## WORK INSTRUCTION
Give back every record exactly.

## DATA RECORDS
//! Annotation readers.
//!
//! A label record is the annotation list of one frame. KITTI labels are
//! stored in camera coordinates, so their reader joins each label file with
//! the calibration file of the same basename to place boxes in the lidar
//! frame.

use std::fs;
use std::path::{Path, PathBuf};
use std::sync::Arc;

use serde::Deserialize;

use super::calib::read_calibration;
use crate::models::{
    class_color, invert_rigid, transform_point, BoundingBox2d, BoundingBox3d, Label, LabelFormat,
    Mat4,
};
use crate::storage::errors::{StoreError, StoreResult};
use crate::storage::store::RecordParser;

/// Build the parser for `format`.
///
/// `calib_dir` and `calib_extension` locate the calibration file joined with
/// each KITTI label.
pub fn label_parser(
    format: LabelFormat,
    calib_dir: PathBuf,
    calib_extension: String,
) -> Arc<dyn RecordParser<Vec<Label>>> {
    match format {
        LabelFormat::Kitti => Arc::new(KittiLabelReader {
            calib_dir,
            calib_extension,
        }),
        LabelFormat::SustechPoints => Arc::new(read_sustechpoints_labels),
    }
}

/// KITTI object labels joined with per-frame calibration.
struct KittiLabelReader {
    calib_dir: PathBuf,
    calib_extension: String,
}

impl RecordParser<Vec<Label>> for KittiLabelReader {
    fn parse(&self, path: &Path) -> StoreResult<Vec<Label>> {
        if !path.exists() {
            return Ok(Vec::new());
        }
        let stem = path
            .file_stem()
            .and_then(|s| s.to_str())
            .ok_or_else(|| StoreError::parse(path, "label file has no basename"))?;
        let calib_path = self
            .calib_dir
            .join(format!("{}{}", stem, self.calib_extension));
        let calib = read_calibration(&calib_path)?;
        let content = fs::read_to_string(path)
            .map_err(|e| StoreError::io(format!("reading {}", path.display()), e))?;
        parse_kitti_labels(path, &content, &calib.tr_velo_to_cam)
    }
}

pub(crate) fn parse_kitti_labels(
    path: &Path,
    content: &str,
    tr_velo_to_cam: &Mat4,
) -> StoreResult<Vec<Label>> {
    let cam_to_velo = invert_rigid(tr_velo_to_cam);
    let mut labels = Vec::new();

    for (line_no, line) in content.lines().enumerate() {
        let line = line.trim();
        if line.is_empty() {
            continue;
        }
        let parts: Vec<&str> = line.split_whitespace().collect();
        if parts.len() < 15 {
            return Err(StoreError::parse(
                path,
                format!("line {}: expected 15 columns, found {}", line_no + 1, parts.len()),
            ));
        }
        let values = parts[1..15]
            .iter()
            .map(|v| v.parse::<f64>())
            .collect::<Result<Vec<_>, _>>()
            .map_err(|e| StoreError::parse(path, format!("line {}: {}", line_no + 1, e)))?;

        // values: truncation, occlusion, alpha, l, t, r, b, h, w, len, x, y, z, ry
        let (left, top, right, bottom) = (values[3], values[4], values[5], values[6]);
        let (height, width, length) = (values[7], values[8], values[9]);
        let camera_xyz = [values[10], values[11], values[12]];
        let ry = values[13];

        let class = parts[0].to_string();
        let color = class_color(&class);
        let mut center = transform_point(&cam_to_velo, camera_xyz);
        center[2] += height / 2.0;

        let mut label = Label::new(class);
        label.lidar_bbox = Some(BoundingBox3d {
            center,
            extent: [width, length, height],
            euler_angles: [0.0, 0.0, -ry],
            color,
        });
        label.bbox_2d = Some(BoundingBox2d {
            xy_center: [(left + right) / 2.0, (top + bottom) / 2.0],
            xy_extent: [right - left, bottom - top],
            color,
        });
        labels.push(label);
    }

    Ok(labels)
}

#[derive(Deserialize)]
struct SustechObject {
    obj_type: String,
    psr: Psr,
}

#[derive(Deserialize)]
struct Psr {
    position: Xyz,
    scale: Xyz,
    rotation: Xyz,
}

#[derive(Deserialize)]
struct Xyz {
    x: f64,
    y: f64,
    z: f64,
}

impl Xyz {
    fn to_array(&self) -> [f64; 3] {
        [self.x, self.y, self.z]
    }
}

/// Read a SUSTechPOINTS JSON annotation file. Boxes are already in the
/// lidar frame.
pub fn read_sustechpoints_labels(path: &Path) -> StoreResult<Vec<Label>> {
    if !path.exists() {
        return Ok(Vec::new());
    }
    let content = fs::read_to_string(path)
        .map_err(|e| StoreError::io(format!("reading {}", path.display()), e))?;
    let objects: Vec<SustechObject> =
        serde_json::from_str(&content).map_err(|source| StoreError::Json {
            path: path.to_path_buf(),
            source,
        })?;

    Ok(objects
        .into_iter()
        .map(|obj| {
            let color = sustech_color(&obj.obj_type);
            let mut label = Label::new(obj.obj_type);
            label.lidar_bbox = Some(BoundingBox3d {
                center: obj.psr.position.to_array(),
                extent: obj.psr.scale.to_array(),
                euler_angles: obj.psr.rotation.to_array(),
                color,
            });
            label
        })
        .collect())
}

fn sustech_color(class: &str) -> [u8; 3] {
    match class {
        "Car" | "Van" => [0, 255, 0],
        "Bus" => [0, 255, 255],
        "Pedestrian" => [0, 0, 255],
        "Rider" | "Cyclist" => [0, 136, 255],
        "Bicycle" | "BicycleGroup" => [0, 255, 136],
        "Motor" => [0, 176, 176],
        "Truck" | "Tram" => [255, 255, 0],
        "Animal" => [255, 176, 0],
        "Misc" | "Unknown" => [136, 136, 0],
        _ => [0, 0, 0],
    }
}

## EXPECTED ANSWER
//! Annotation readers.
//!
//! A label record is the annotation list of one frame. KITTI labels are
//! stored in camera coordinates, so their reader joins each label file with
//! the calibration file of the same basename to place boxes in the lidar
//! frame.

use std::fs;
use std::path::{Path, PathBuf};
use std::sync::Arc;

use serde::Deserialize;

use super::calib::read_calibration;
use crate::models::{
    class_color, invert_rigid, transform_point, BoundingBox2d, BoundingBox3d, Label, LabelFormat,
    Mat4,
};
use crate::storage::errors::{StoreError, StoreResult};
use crate::storage::store::RecordParser;

/// Build the parser for `format`.
///
/// `calib_dir` and `calib_extension` locate the calibration file joined with
/// each KITTI label.
pub fn label_parser(
    format: LabelFormat,
    calib_dir: PathBuf,
    calib_extension: String,
) -> Arc<dyn RecordParser<Vec<Label>>> {
    match format {
        LabelFormat::Kitti => Arc::new(KittiLabelReader {
            calib_dir,
            calib_extension,
        }),
        LabelFormat::SustechPoints => Arc::new(read_sustechpoints_labels),
    }
}

/// KITTI object labels joined with per-frame calibration.
struct KittiLabelReader {
    calib_dir: PathBuf,
    calib_extension: String,
}

impl RecordParser<Vec<Label>> for KittiLabelReader {
    fn parse(&self, path: &Path) -> StoreResult<Vec<Label>> {
        if !path.exists() {
            return Ok(Vec::new());
        }
        let stem = path
            .file_stem()
            .and_then(|s| s.to_str())
            .ok_or_else(|| StoreError::parse(path, "label file has no basename"))?;
        let calib_path = self
            .calib_dir
            .join(format!("{}{}", stem, self.calib_extension));
        let calib = read_calibration(&calib_path)?;
        let content = fs::read_to_string(path)
            .map_err(|e| StoreError::io(format!("reading {}", path.display()), e))?;
        parse_kitti_labels(path, &content, &calib.tr_velo_to_cam)
    }
}

pub(crate) fn parse_kitti_labels(
    path: &Path,
    content: &str,
    tr_velo_to_cam: &Mat4,
) -> StoreResult<Vec<Label>> {
    let cam_to_velo = invert_rigid(tr_velo_to_cam);
    let mut labels = Vec::new();

    for (line_no, line) in content.lines().enumerate() {
        let line = line.trim();
        if line.is_empty() {
            continue;
        }
        let parts: Vec<&str> = line.split_whitespace().collect();
        if parts.len() < 15 {
            return Err(StoreError::parse(
                path,
                format!("line {}: expected 15 columns, found {}", line_no + 1, parts.len()),
            ));
        }
        let values = parts[1..15]
            .iter()
            .map(|v| v.parse::<f64>())
            .collect::<Result<Vec<_>, _>>()
            .map_err(|e| StoreError::parse(path, format!("line {}: {}", line_no + 1, e)))?;

        // values: truncation, occlusion, alpha, l, t, r, b, h, w, len, x, y, z, ry
        let (left, top, right, bottom) = (values[3], values[4], values[5], values[6]);
        let (height, width, length) = (values[7], values[8], values[9]);
        let camera_xyz = [values[10], values[11], values[12]];
        let ry = values[13];

        let class = parts[0].to_string();
        let color = class_color(&class);
        let mut center = transform_point(&cam_to_velo, camera_xyz);
        center[2] += height / 2.0;

        let mut label = Label::new(class);
        label.lidar_bbox = Some(BoundingBox3d {
            center,
            extent: [width, length, height],
            euler_angles: [0.0, 0.0, -ry],
            color,
        });
        label.bbox_2d = Some(BoundingBox2d {
            xy_center: [(left + right) / 2.0, (top + bottom) / 2.0],
            xy_extent: [right - left, bottom - top],
            color,
        });
        labels.push(label);
    }

    Ok(labels)
}

#[derive(Deserialize)]
struct SustechObject {
    obj_type: String,
    psr: Psr,
}

#[derive(Deserialize)]
struct Psr {
    position: Xyz,
    scale: Xyz,
    rotation: Xyz,
}

#[derive(Deserialize)]
struct Xyz {
    x: f64,
    y: f64,
    z: f64,
}

impl Xyz {
    fn to_array(&self) -> [f64; 3] {
        [self.x, self.y, self.z]
    }
}

/// Read a SUSTechPOINTS JSON annotation file. Boxes are already in the
/// lidar frame.
pub fn read_sustechpoints_labels(path: &Path) -> StoreResult<Vec<Label>> {
    if !path.exists() {
        return Ok(Vec::new());
    }
    let content = fs::read_to_string(path)
        .map_err(|e| StoreError::io(format!("reading {}", path.display()), e))?;
    let objects: Vec<SustechObject> =
        serde_json::from_str(&content).map_err(|source| StoreError::Json {
            path: path.to_path_buf(),
            source,
        })?;

    Ok(objects
        .into_iter()
        .map(|obj| {
            let color = sustech_color(&obj.obj_type);
            let mut label = Label::new(obj.obj_type);
            label.lidar_bbox = Some(BoundingBox3d {
                center: obj.psr.position.to_array(),
                extent: obj.psr.scale.to_array(),
                euler_angles: obj.psr.rotation.to_array(),
                color,
            });
            label
        })
        .collect())
}

fn sustech_color(class: &str) -> [u8; 3] {
    match class {
        "Car" | "Van" => [0, 255, 0],
        "Bus" => [0, 255, 255],
        "Pedestrian" => [0, 0, 255],
        "Rider" | "Cyclist" => [0, 136, 255],
        "Bicycle" | "BicycleGroup" => [0, 255, 136],
        "Motor" => [0, 176, 176],
        "Truck" | "Tram" => [255, 255, 0],
        "Animal" => [255, 176, 0],
        "Misc" | "Unknown" => [136, 136, 0],
        _ => [0, 0, 0],
    }
}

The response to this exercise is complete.